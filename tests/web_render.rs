#![cfg(target_arch = "wasm32")]

use std::{cell::Cell, rc::Rc, sync::Once};
use wasm_bindgen::JsCast;
use wasm_bindgen_test::{wasm_bindgen_test, wasm_bindgen_test_configure};
use web_sys::{window, Element, HtmlElement, Node};
use wire_dom::{
	dom::{web::WebDom, Dom, Namespace},
	values, Engine, Primitive, Value,
};

wasm_bindgen_test_configure!(run_in_browser);

fn setup() -> (WebDom, Engine<WebDom>, Node) {
	static LOG: Once = Once::new();
	LOG.call_once(tracing_wasm::set_as_global_default);

	let dom = WebDom::new().unwrap();
	let body: Node = window().unwrap().document().unwrap().body().unwrap().into();
	let container = dom.create_element(Namespace::Html, "div").unwrap();
	dom.append_child(&body, &container).unwrap();
	(dom.clone(), Engine::new(dom), container)
}

fn inner_html(node: &Node) -> String {
	node.dyn_ref::<Element>().unwrap().inner_html()
}

#[wasm_bindgen_test]
fn renders_and_updates_in_place() {
	static CARD: &[&str] = &["<p class=", ">Hello, ", "!</p>"];
	let (dom, engine, container) = setup();

	engine.render(&container, CARD, values!["greeting", "World"]);
	assert_eq!(inner_html(&container), r#"<p class="greeting">Hello, World<!---->!</p>"#);
	let p = dom.first_child(&container).unwrap();

	engine.render(&container, CARD, values!["greeting", "there"]);
	assert_eq!(dom.first_child(&container), Some(p));
	assert_eq!(inner_html(&container), r#"<p class="greeting">Hello, there<!---->!</p>"#);
}

#[wasm_bindgen_test]
fn click_listener() {
	static BUTTON: &[&str] = &["<button onclick=", ">go</button>"];
	let (dom, engine, container) = setup();
	let clicks = Rc::new(Cell::new(0));
	let listener = {
		let clicks = clicks.clone();
		Value::listener(move |_: &web_sys::Event| clicks.set(clicks.get() + 1))
	};

	engine.render(&container, BUTTON, vec![listener]);
	let button: HtmlElement = dom.first_child(&container).unwrap().dyn_into().unwrap();
	button.click();
	assert_eq!(clicks.get(), 1);

	engine.render(&container, BUTTON, vec![Value::Null]);
	button.click();
	assert_eq!(clicks.get(), 1);
}

#[wasm_bindgen_test]
fn properties_and_styles() {
	static FORM: &[&str] = &["<input value=", " style=", ">"];
	let (dom, engine, container) = setup();

	engine.render(&container, FORM, vec![Value::from("typed"), Value::style(vec![("marginTop", Some(Primitive::Number(4.0)))])]);
	let input: web_sys::HtmlInputElement = dom.first_child(&container).unwrap().dyn_into().unwrap();
	assert_eq!(input.value(), "typed");
	assert_eq!(input.get_attribute("value"), None);
	assert_eq!(input.get_attribute("style").as_deref(), Some("margin-top: 4px;"));
}

#[wasm_bindgen_test]
fn lists_are_cleared_by_range() {
	static LIST: &[&str] = &["<ul>", "</ul>"];
	let (dom, engine, container) = setup();

	engine.render(&container, LIST, vec![Value::html("<li>a</li><li>b</li><li>c</li>")]);
	assert_eq!(inner_html(&container), "<ul><li>a</li><li>b</li><li>c</li><!----></ul>");

	engine.render(&container, LIST, vec![Value::Null]);
	assert_eq!(inner_html(&container), "<ul><!----></ul>");
}

#[wasm_bindgen_test]
fn svg_content() {
	static ICON: &[&str] = &["<svg viewBox=\"0 0 2 2\"><circle r=", "/></svg>"];
	let (dom, engine, container) = setup();

	engine.render(&container, ICON, values![1]);
	let svg = dom.first_child(&container).unwrap();
	let circle = dom.first_child(&svg).unwrap();
	assert_eq!(dom.namespace(&circle), Some(Namespace::Svg));
	assert_eq!(circle.dyn_ref::<Element>().unwrap().get_attribute("r").as_deref(), Some("1"));
	assert_eq!(svg.dyn_ref::<Element>().unwrap().get_attribute("viewBox").as_deref(), Some("0 0 2 2"));
}
//! Colorized feed of the GitHub activity a user received
//!
//! [`feed::run`] drives the two API calls and writes one line per event;
//! [`render::render_event`] is the per-event formatting.

pub mod cli;
pub mod feed;
pub mod logger;
pub mod output;
pub mod render;
pub mod theme;

pub use feed::{run, FeedError, FeedOptions, OutputFormat};
pub use render::render_event;
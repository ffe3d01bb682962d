//! Feed styling
//!
//! Verbs get a terminal palette color, secondary information (refs, titles,
//! bot accounts) is dimmed. Everything else uses the default style.

use gh_client::Actor;
use ratatui::style::{Color, Modifier, Style};

/// Palette index for each verb the feed knows about
const VERB_COLORS: [(&str, u8); 10] = [
    ("added", 4),
    ("closed", 1),
    ("commented", 9),
    ("created", 4),
    ("deleted", 1),
    ("forked", 5),
    ("opened", 2),
    ("pushed", 6),
    ("released", 4),
    ("starred", 3),
];

/// Palette color for a verb, if it has one
pub fn verb_color(verb: &str) -> Option<Color> {
    VERB_COLORS
        .iter()
        .find(|(name, _)| *name == verb)
        .map(|(_, index)| Color::Indexed(*index))
}

/// Style for a verb; unknown verbs are left unstyled
pub fn verb_style(verb: &str) -> Style {
    match verb_color(verb) {
        Some(color) => Style::new().fg(color),
        None => Style::new(),
    }
}

/// De-emphasized style for secondary information
pub fn faint() -> Style {
    Style::new().add_modifier(Modifier::DIM)
}

/// Bots are dimmed so human activity stands out
pub fn actor_style(actor: &Actor) -> Style {
    if actor.is_bot() {
        faint()
    } else {
        Style::new()
    }
}
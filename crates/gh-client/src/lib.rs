//! GitHub API client for the received events feed
//!
//! This crate provides a trait-based GitHub API client covering the two
//! read-only calls the feed needs, plus the typed event model those calls
//! decode into.
//!
//! # Architecture
//!
//! ```text
//! ┌─────────────────────────────────────────────────┐
//! │              GitHubClient trait                  │
//! │  - fetch_current_user()                          │
//! │  - fetch_received_events()                       │
//! └─────────────────────────────────────────────────┘
//!                        │
//!                        ▼
//!             ┌─────────────────────┐
//!             │   OctocrabClient    │
//!             │   (direct API)      │
//!             └─────────────────────┘
//! ```
//!
//! # Example
//!
//! ```rust,no_run
//! use gh_client::{connect, GitHubClient, TokenResolver, DEFAULT_HOST};
//!
//! # async fn example() -> anyhow::Result<()> {
//! let client = connect(DEFAULT_HOST, &TokenResolver::new()).await?;
//! let user = client.fetch_current_user().await?;
//! let events = client.fetch_received_events(&user.login, Some(10)).await?;
//! # Ok(())
//! # }
//! ```

pub mod client;
pub mod connect;
pub mod octocrab_client;
pub mod types;

/// Default GitHub host (public GitHub)
pub use gh_feed_config::DEFAULT_HOST;

pub use client::{GitHubClient, MAX_PER_PAGE};
pub use connect::{connect, TokenResolver};
pub use octocrab_client::OctocrabClient;
pub use types::{Actor, Event, EventKind, IssueRef, RefType, Repo, User};
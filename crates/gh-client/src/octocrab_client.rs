//! Octocrab-based GitHub API client
//!
//! Direct implementation of the `GitHubClient` trait using the octocrab library.
//! Responses are decoded straight into this crate's types.

use crate::client::{clamp_per_page, GitHubClient};
use crate::types::{Event, User};
use async_trait::async_trait;
use log::debug;
use octocrab::Octocrab;
use serde::Serialize;
use std::sync::Arc;

/// Query parameters for the received events endpoint
#[derive(Debug, Serialize)]
struct EventsParams {
    per_page: u8,
}

/// Direct GitHub API client using octocrab
#[derive(Debug, Clone)]
pub struct OctocrabClient {
    octocrab: Arc<Octocrab>,
}

impl OctocrabClient {
    /// Create a new client with the given octocrab instance
    pub fn new(octocrab: Arc<Octocrab>) -> Self {
        Self { octocrab }
    }

    /// Get a reference to the underlying octocrab instance
    pub fn octocrab(&self) -> &Octocrab {
        &self.octocrab
    }
}

/// Route of the received events endpoint for a user
fn received_events_route(login: &str) -> String {
    format!("/users/{}/received_events", login)
}

#[async_trait]
impl GitHubClient for OctocrabClient {
    async fn fetch_current_user(&self) -> anyhow::Result<User> {
        debug!("Fetching current user");

        let user: User = self.octocrab.get("/user", None::<&()>).await?;

        debug!("Authenticated as {}", user.login);
        Ok(user)
    }

    async fn fetch_received_events(
        &self,
        login: &str,
        per_page: Option<u8>,
    ) -> anyhow::Result<Vec<Event>> {
        debug!("Fetching received events for {}", login);

        let route = received_events_route(login);
        let params = per_page.map(|n| EventsParams {
            per_page: clamp_per_page(n),
        });
        let events: Vec<Event> = self.octocrab.get(route, params.as_ref()).await?;

        debug!("Fetched {} events for {}", events.len(), login);
        Ok(events)
    }
}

# # #

> **HOW TO COMPLETE THIS TASK**: Only the lines from the one containing "pub fn new(octocrab: Arc<Octocrab>)" through the last line of the records belong in the answer, each written out exactly.

> **EXERCISE ANSWER**:
    pub fn new(octocrab: Arc<Octocrab>) -> Self {
        Self { octocrab }
    }

    /// Get a reference to the underlying octocrab instance
    pub fn octocrab(&self) -> &Octocrab {
        &self.octocrab
    }
}

/// Route of the received events endpoint for a user
fn received_events_route(login: &str) -> String {
    format!("/users/{}/received_events", login)
}

#[async_trait]
impl GitHubClient for OctocrabClient {
    async fn fetch_current_user(&self) -> anyhow::Result<User> {
        debug!("Fetching current user");

        let user: User = self.octocrab.get("/user", None::<&()>).await?;

        debug!("Authenticated as {}", user.login);
        Ok(user)
    }

    async fn fetch_received_events(
        &self,
        login: &str,
        per_page: Option<u8>,
    ) -> anyhow::Result<Vec<Event>> {
        debug!("Fetching received events for {}", login);

        let route = received_events_route(login);
        let params = per_page.map(|n| EventsParams {
            per_page: clamp_per_page(n),
        });
        let events: Vec<Event> = self.octocrab.get(route, params.as_ref()).await?;

        debug!("Fetched {} events for {}", events.len(), login);
        Ok(events)
    }
}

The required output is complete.